O século XX não teve uma figura tão emblemática como o líder revolucionário Fidel Castro. Governando um país pequeno e inexpressivo na economia mundial, poucos líderes despertaram tanta admiração e tanto ódio. Para fazer uma análise contextualizada de grandes artistas, intelectuais e líderes mundiais, sejam guerrilheiros ou não, o julgamento precisa ocorrer à luz daquela história. Há que se atentar às circunstâncias determinantes dos fatos, tão bem explicitadas pelo pensador e político espanhol Ortega y Gasset. Líderes como Che Guevara ou Fidel Castro, por exemplo, precisam ser julgados sob o enfoque da realidade latino-americana da primeira metade do Século XX, onde predominavam sociedades oprimidas, exploradas por séculos de colonização que resultaram no empobrecimento das populações urbanas e na dizimação das tribos indígenas. Foi contra esse cenário de miséria e de exploração que Che Guevara e Fidel Castro se insurgiram. 

O maniqueísmo divide o mundo entre o bem e o mal, mas se esse ângulo simplista examinasse a revolução cubana de 1959, Fidel Castro entraria para a história na condição de um libertador que livrou o povo das garras de um ditador sanguinário. Fulgêncio Batista transformou a charmosa ilha, subjugada por séculos de dominação espanhola, em um antro de jogatina e de prostituição para as elites americanas. Do desembarque na Sierra Maestra até a chegada ao poder, em 1º de janeiro de 1959, Fidel e seus revolucionários contaram com um crescente e amplo apoio popular, caso contrário, a revolução não teria triunfado. Nem por isso, merecem ser canonizados. 

Hoje, com o tempo distante, fica fácil concluir que a revolução cubana não deu certo e que resultou numa tirania, quase nos mesmos moldes daquela que derrubou. No entanto, nos anos 60, 70 e até boa parte dos anos 80, a quase solitária experiência cubana em busca de uma nova forma de organização social e política seduziu intelectuais e pessoas de países distantes. Naquela época, o mundo ainda sonhava com alguma utopia que resgatasse a igualdade disseminada pela revolução francesa.
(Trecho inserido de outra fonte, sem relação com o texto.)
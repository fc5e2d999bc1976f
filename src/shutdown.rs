// Shutdown coordination module
// Provides a global flag to prevent operations during app shutdown

use std::sync::atomic::{AtomicBool, Ordering};

/// Global shutdown flag - set to true when app is shutting down
static APP_SHUTTING_DOWN: AtomicBool = AtomicBool::new(false);

/// Signal that the app is shutting down
/// Called from the Ctrl+C handler; the main loop then stops the engine
pub fn signal_shutdown() {
    APP_SHUTTING_DOWN.store(true, Ordering::SeqCst);
    crate::info!("App shutdown signaled");
}

/// Check if the app is shutting down
/// Returns true after signal_shutdown() has been called
pub fn is_shutting_down() -> bool {
    APP_SHUTTING_DOWN.load(Ordering::SeqCst)
}

#[cfg(test)]
pub(crate) fn reset_for_tests() {
    APP_SHUTTING_DOWN.store(false, Ordering::SeqCst);
}

#[cfg(test)]
#[path = "shutdown_test.rs"]
mod tests;
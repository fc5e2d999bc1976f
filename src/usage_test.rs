use super::*;
use chrono::{Duration, TimeZone};
use tempfile::TempDir;

fn create_test_log() -> (UsageLog, TempDir) {
    let temp_dir = TempDir::new().unwrap();
    let log = UsageLog::open(temp_dir.path().join("logs").join("usage.log")).unwrap();
    (log, temp_dir)
}

#[test]
fn test_open_creates_parent_directory() {
    let (log, temp_dir) = create_test_log();
    assert!(temp_dir.path().join("logs").is_dir());
    assert!(log.path().exists());
}

#[test]
fn test_log_expansion_writes_trigger_only() {
    let (log, _temp_dir) = create_test_log();

    log.log_expansion(";email");

    let content = std::fs::read_to_string(log.path()).unwrap();
    assert!(content.ends_with("\ttrigger=;email\n"));
    assert_eq!(content.lines().count(), 1);
}

#[test]
fn test_log_error_line() {
    let (log, _temp_dir) = create_test_log();

    log.log_error("config unreadable");

    let content = std::fs::read_to_string(log.path()).unwrap();
    assert!(content.contains("\tERROR: config unreadable"));
}

#[test]
fn test_statistics_track_totals_and_most_used() {
    let (log, _temp_dir) = create_test_log();

    log.log_expansion(";a");
    log.log_expansion(";b");
    log.log_expansion(";b");

    let stats = log.statistics();
    assert_eq!(stats.total_expansions, 3);
    assert_eq!(stats.today_expansions, 3);
    assert_eq!(stats.most_used_trigger.as_deref(), Some(";b"));
    assert!(stats.last_expansion.is_some());
}

#[test]
fn test_today_counter_resets_on_new_day() {
    let (log, _temp_dir) = create_test_log();
    let day_one = Local.with_ymd_and_hms(2024, 5, 1, 12, 0, 0).unwrap();

    log.record_at(";x", day_one);
    log.record_at(";x", day_one + Duration::hours(1));
    log.record_at(";x", day_one + Duration::days(1));

    let stats = log.statistics();
    assert_eq!(stats.total_expansions, 3);
    assert_eq!(stats.today_expansions, 1);
}

#[test]
fn test_rotation_when_size_exceeded() {
    let temp_dir = TempDir::new().unwrap();
    let path = temp_dir.path().join("usage.log");
    let log = UsageLog::open_with_max_size(&path, 64).unwrap();

    for _ in 0..10 {
        log.log_expansion(";rotate-me");
    }

    let rotated: Vec<_> = std::fs::read_dir(temp_dir.path())
        .unwrap()
        .filter_map(|e| e.ok())
        .filter(|e| e.file_name().to_string_lossy().starts_with("usage.log."))
        .collect();
    assert!(!rotated.is_empty(), "a rotated file should exist");

    let current = std::fs::metadata(&path).unwrap().len();
    assert!(current < 64 + 64, "current log restarted after rotation");
}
O socialismo marxista ainda despertava o interesse de intelectuais expressivos e conquistava a adesão de parcelas numerosas da população mundial. Hoje, os tempos mudaram e as utopias estão desaparecidas. A humanidade parece mais conformada com o consumismo imposto pelo capitalismo globalizado, com a destruição crescente do meio ambiente e com as guerras que alimentam a indústria bélica e colocam milhões de pessoas na condição de refugiados. As ideologias coletivas, nesse barco estão as que possuem uma concepção lógica ou mesmo as desprovidas de fundamento, cederam lugar a um mosaico de aspirações individuais. O discurso da revolução perdeu o sentido e hoje soa meio fora de moda. No Brasil, por exemplo, desde que a “fase democrática” foi consolidada o povo não tem feito outra coisa a não ser se defender dos ataques das elites partidárias que se revezam no poder. 

A pequena ilha do Caribe tornou-se peça-chave da guerra fria. Pode ser que essa tenha sido a mais forte circunstância que jogou Fidel Castro nos braços do comunismo russo, embora essa não fosse a sua tendência inicial. Depois da revolução, o líder cubano se tornou comunista, mas, até então, se movia pelo ideal de libertar um povo sofrido. Seu maior erro foi achar que a revolução era sua propriedade e que poderia ser o árbitro do bem e do mal, um porta-voz messiânico dos desejos e das aspirações do povo cubano. Em nome dessa “ideologia” personalista, Fidel isolou Cuba do mundo e reprimiu com violência a dissidência política. Embora tenha se saído bem em questões sociais, como saúde e medicina, organismos internacionais estimam em 10 mil pessoas o número de desaparecidos e de presos políticos cubanos.

Fidel obteria um julgamento melhor da história se tivesse entregue os destinos da revolução aos cubanos há uns 40 anos. Não arcaria sozinho com os erros e acertos dos destinos do país e nem forçaria o povo a passar por tantas privações. Em vez disso, ficou cego pela própria verdade e optou por impor ao súditos uma perenidade de mais de meio século e uma sucessão sanguínea. Talvez as decepções com as experiências de esquerda, que até rouba o próprio povo quando chega ao poder, explique a ascensão mundial da direita, que hoje, sem escrúpulos, declara-se segregacionista, intolerante e ditatorial. No amplo e extremo espectro de quase 60 anos, que vai de Fidel Castro a Donald Trump, o mundo gira e dá voltas em busca da velha utopia, cada vez mais acuado e perdido entre as traições da esquerda e a reacionarismo cada vez mais explícito da extrema direita.